[ASSIGNMENT] Every line of the following records that includes "world" should be copied.

-- THE RECORDS follows --

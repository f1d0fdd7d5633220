//! Permission service integration tests
//!
//! Every mutation must leave no stale cached result behind, and every
//! accepted mutation must reach the store exactly once.

use permweave::PermissionService;
use permweave::config::CacheConfig;
use permweave::error::{GraphError, StoreError, StoreResult};
use permweave::graph::{Group, GraphStore, MemoryStore, PermissionGraph, User};
use std::sync::Arc;
use std::thread;

// =============================================================================
// Test Helpers
// =============================================================================

fn base_graph() -> PermissionGraph {
    PermissionGraph::default()
        .with_group("default", Group::default().permissions(["chat.send"]))
        .with_group(
            "vip",
            Group::with_priority(50)
                .permissions(["vip.kit"])
                .parents(["default"]),
        )
        .with_group("mod", Group::with_priority(75).permissions(["mod.*"]))
        .with_user("u1", User::in_groups(["vip"]).named("Steve"))
        .with_user("u2", User::in_groups(["default"]).named("Alex"))
}

fn service_with_store() -> (PermissionService, Arc<MemoryStore>) {
    let store = Arc::new(MemoryStore::with_graph(base_graph()));
    let service = PermissionService::load(store.clone(), &CacheConfig::default()).unwrap();
    (service, store)
}

/// Store that always fails to save
struct BrokenStore;

impl GraphStore for BrokenStore {
    fn load(&self) -> StoreResult<PermissionGraph> {
        Ok(base_graph())
    }

    fn save(&self, _graph: &PermissionGraph) -> StoreResult<()> {
        Err(StoreError::Unavailable("disk full".into()))
    }
}

// =============================================================================
// 1. Cache coherency
// =============================================================================

mod cache_coherency {
    use super::*;

    #[test]
    fn test_group_grant_is_visible_after_cached_deny() {
        let (service, _) = service_with_store();

        assert!(!service.has_permission("u1", "server.fly"));
        assert!(!service.has_permission("u1", "server.fly"));
        assert_eq!(service.cache_stats().hits, 1);

        service.add_group_permission("vip", "server.fly").unwrap();

        assert!(service.has_permission("u1", "server.fly"));
    }

    #[test]
    fn test_parent_grant_is_visible_to_descendants() {
        let (service, _) = service_with_store();
        assert!(!service.has_permission("u1", "world.visit"));

        service.add_group_permission("default", "world.visit").unwrap();

        assert!(service.has_permission("u1", "world.visit"));
        assert!(service.has_permission("stranger", "world.visit"));
    }

    #[test]
    fn test_user_permission_changes() {
        let (service, _) = service_with_store();
        assert!(service.has_permission("u1", "vip.kit"));

        service.add_user_permission("u1", "-vip.kit").unwrap();
        assert!(!service.has_permission("u1", "vip.kit"));

        service.remove_user_permission("u1", "-vip.kit").unwrap();
        assert!(service.has_permission("u1", "vip.kit"));
    }

    #[test]
    fn test_membership_changes() {
        let (service, _) = service_with_store();
        assert!(!service.has_permission("u2", "mod.kick"));

        service.add_user_to_group("u2", "mod").unwrap();
        assert!(service.has_permission("u2", "mod.kick"));

        service.remove_user_from_group("u2", "mod").unwrap();
        assert!(!service.has_permission("u2", "mod.kick"));
    }

    #[test]
    fn test_parent_changes() {
        let (service, _) = service_with_store();
        assert!(!service.has_permission("u1", "mod.kick"));

        service.add_parent("vip", "mod").unwrap();
        assert!(service.has_permission("u1", "mod.kick"));

        service.remove_parent("vip", "mod").unwrap();
        assert!(!service.has_permission("u1", "mod.kick"));
    }

    #[test]
    fn test_delete_group_removes_its_grants() {
        let (service, _) = service_with_store();
        assert!(service.has_permission("u1", "vip.kit"));

        service.delete_group("vip").unwrap();

        assert!(!service.has_permission("u1", "vip.kit"));
        // Dangling membership falls through to the default group
        assert!(service.has_permission("u1", "chat.send"));
    }

    #[test]
    fn test_default_group_change() {
        let (service, _) = service_with_store();
        assert!(!service.has_permission("stranger", "mod.kick"));

        service.set_default_group("mod").unwrap();

        assert!(service.has_permission("stranger", "mod.kick"));
    }

    #[test]
    fn test_reload_picks_up_external_edits() {
        let (service, store) = service_with_store();
        assert!(!service.has_permission("u2", "build"));

        let edited = base_graph().with_group("default", Group::default().permissions(["build"]));
        store.set_snapshot(edited);
        assert!(!service.has_permission("u2", "build"));

        service.reload().unwrap();
        assert!(service.has_permission("u2", "build"));
    }

    #[test]
    fn test_explicit_hooks_after_replace() {
        let (service, _) = service_with_store();
        service.has_permission("u1", "vip.kit");
        service.has_permission("u2", "chat.send");

        service.clear_user_cache("u1");
        assert_eq!(service.cache_stats().entries, 1);

        service.clear_cache();
        assert_eq!(service.cache_stats().entries, 0);
    }
}

// =============================================================================
// 2. Mutation rules
// =============================================================================

mod mutations {
    use super::*;

    #[test]
    fn test_self_parent_rejected() {
        let (service, store) = service_with_store();
        assert_eq!(
            service.add_parent("vip", "vip"),
            Err(GraphError::SelfParent("vip".into()))
        );
        assert_eq!(
            service.set_parents("vip", &["default", "vip"]),
            Err(GraphError::SelfParent("vip".into()))
        );
        assert_eq!(store.save_count(), 0);
    }

    #[test]
    fn test_unknown_parent_rejected() {
        let (service, _) = service_with_store();
        assert_eq!(
            service.add_parent("vip", "ghost"),
            Err(GraphError::GroupNotFound("ghost".into()))
        );
    }

    #[test]
    fn test_multi_hop_cycle_is_accepted_and_tolerated() {
        let (service, _) = service_with_store();
        service.add_parent("default", "vip").unwrap();

        assert!(service.has_permission("u2", "vip.kit"));
        assert!(!service.has_permission("u2", "nothing"));
    }

    #[test]
    fn test_cannot_delete_default_group() {
        let (service, _) = service_with_store();
        assert_eq!(
            service.delete_group("default"),
            Err(GraphError::DefaultGroupDeletion("default".into()))
        );
    }

    #[test]
    fn test_create_duplicate_group_rejected() {
        let (service, _) = service_with_store();
        assert_eq!(service.create_group("builders"), Ok(true));
        assert_eq!(
            service.create_group("builders"),
            Err(GraphError::GroupExists("builders".into()))
        );
    }

    #[test]
    fn test_add_user_to_unknown_group_rejected() {
        let (service, _) = service_with_store();
        assert_eq!(
            service.add_user_to_group("u1", "ghost"),
            Err(GraphError::GroupNotFound("ghost".into()))
        );
    }

    #[test]
    fn test_remove_from_unknown_user() {
        let (service, _) = service_with_store();
        assert_eq!(
            service.remove_user_permission("ghost", "x"),
            Err(GraphError::UserNotFound("ghost".into()))
        );
    }

    #[test]
    fn test_rename_group_keeps_resolution() {
        let (service, _) = service_with_store();
        assert!(service.has_permission("u1", "chat.send"));

        service.rename_group("default", "member").unwrap();

        service.with_graph(|graph| {
            assert_eq!(graph.default_group_id(), "member");
            assert_eq!(graph.group("vip").unwrap().parents, vec!["member"]);
            assert_eq!(graph.user("u2").unwrap().groups, vec!["member"]);
        });
        assert!(service.has_permission("u1", "chat.send"));
        assert!(service.has_permission("stranger", "chat.send"));
    }

    #[test]
    fn test_priority_change_moves_effective_group() {
        let (service, _) = service_with_store();
        service.add_user_to_group("u1", "mod").unwrap();
        assert_eq!(service.effective_group("u1").as_deref(), Some("mod"));

        service.set_priority("vip", 100).unwrap();
        assert_eq!(service.effective_group("u1").as_deref(), Some("vip"));
    }

    #[test]
    fn test_prefix_and_suffix_are_trimmed() {
        let (service, _) = service_with_store();
        service.set_prefix("vip", "  [VIP] ").unwrap();
        service.set_suffix("vip", " *  ").unwrap();

        assert_eq!(service.user_prefix("u1"), "[VIP]");
        assert_eq!(service.user_suffix("u1"), "*");
    }

    #[test]
    fn test_record_login_assigns_default_group() {
        let (service, _) = service_with_store();

        assert_eq!(service.record_login("u3", "Herobrine"), Ok(true));
        service.with_graph(|graph| {
            let user = graph.user("u3").unwrap();
            assert_eq!(user.groups, vec!["default"]);
            assert_eq!(user.username.as_deref(), Some("Herobrine"));
        });
        assert_eq!(service.user_id_by_name("herobrine").as_deref(), Some("u3"));

        // Same name again changes nothing
        assert_eq!(service.record_login("u3", "Herobrine"), Ok(false));
    }

    #[test]
    fn test_record_login_updates_name_only() {
        let (service, _) = service_with_store();
        assert_eq!(service.record_login("u1", "Steve2"), Ok(true));
        service.with_graph(|graph| {
            assert_eq!(graph.user("u1").unwrap().groups, vec!["vip"]);
        });
        assert_eq!(service.user_id_by_name("steve2").as_deref(), Some("u1"));
    }

    #[test]
    fn test_bulk_permission_changes() {
        let (service, _) = service_with_store();
        assert_eq!(
            service.add_user_permissions("u2", &["a", "b", "a"]),
            Ok(true)
        );
        service.with_graph(|graph| {
            assert_eq!(graph.user("u2").unwrap().permissions, vec!["a", "b"]);
        });
        assert_eq!(service.remove_group_permissions("vip", &["nope"]), Ok(false));
        assert_eq!(service.remove_user_permissions("u2", &["a", "b"]), Ok(true));
    }

    #[test]
    fn test_inherited_groups() {
        let (service, _) = service_with_store();
        assert_eq!(service.inherited_groups("u1"), vec!["vip", "default"]);
        assert_eq!(service.inherited_groups("stranger"), vec!["default"]);
    }
}

// =============================================================================
// 3. Persistence hand-off
// =============================================================================

mod persistence {
    use super::*;

    #[test]
    fn test_each_accepted_mutation_saves_once() {
        let (service, store) = service_with_store();

        service.add_group_permission("vip", "fly").unwrap();
        service.add_group_permission("vip", "fly").unwrap();
        service.add_user_to_group("u2", "vip").unwrap();

        assert_eq!(store.save_count(), 2);
        let saved = store.snapshot().unwrap();
        assert!(saved.group("vip").unwrap().permissions.contains(&"fly".to_string()));
        assert_eq!(saved.user("u2").unwrap().groups, vec!["default", "vip"]);
    }

    #[test]
    fn test_failed_save_keeps_in_memory_change() {
        let service =
            PermissionService::load(Arc::new(BrokenStore), &CacheConfig::default()).unwrap();
        assert!(!service.has_permission("u1", "fly"));

        assert_eq!(service.add_group_permission("vip", "fly"), Ok(true));

        assert!(service.has_permission("u1", "fly"));
    }

    #[test]
    fn test_replace_graph_does_not_save() {
        let (service, store) = service_with_store();
        service.replace_graph(PermissionGraph::default());
        assert_eq!(store.save_count(), 0);
        assert!(!service.has_permission("u1", "vip.kit"));
    }
}

// =============================================================================
// 4. Concurrency
// =============================================================================

#[test]
fn test_concurrent_lookups_and_mutations() {
    let (service, _) = service_with_store();

    thread::scope(|scope| {
        for reader in 0..4 {
            let service = &service;
            scope.spawn(move || {
                for i in 0..500 {
                    let node = format!("node.{}", (i + reader) % 20);
                    service.has_permission("u1", &node);
                    service.has_permission("u2", "chat.send");
                }
            });
        }

        let service = &service;
        scope.spawn(move || {
            for i in 0..50 {
                let node = format!("node.{}", i % 20);
                service.add_group_permission("vip", &node).unwrap();
                service.remove_group_permission("vip", &node).unwrap();
            }
        });
    });

    // After the writer finished, every node has been removed again
    for i in 0..20 {
        assert!(!service.has_permission("u1", &format!("node.{i}")));
    }
    assert!(service.has_permission("u2", "chat.send"));
}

-- THE RECORDS concluded --

[EXERCISE SOLUTION]
        assert!(!service.has_permission("u1", "world.visit"));
        service.add_group_permission("default", "world.visit").unwrap();
        assert!(service.has_permission("u1", "world.visit"));
        assert!(service.has_permission("stranger", "world.visit"));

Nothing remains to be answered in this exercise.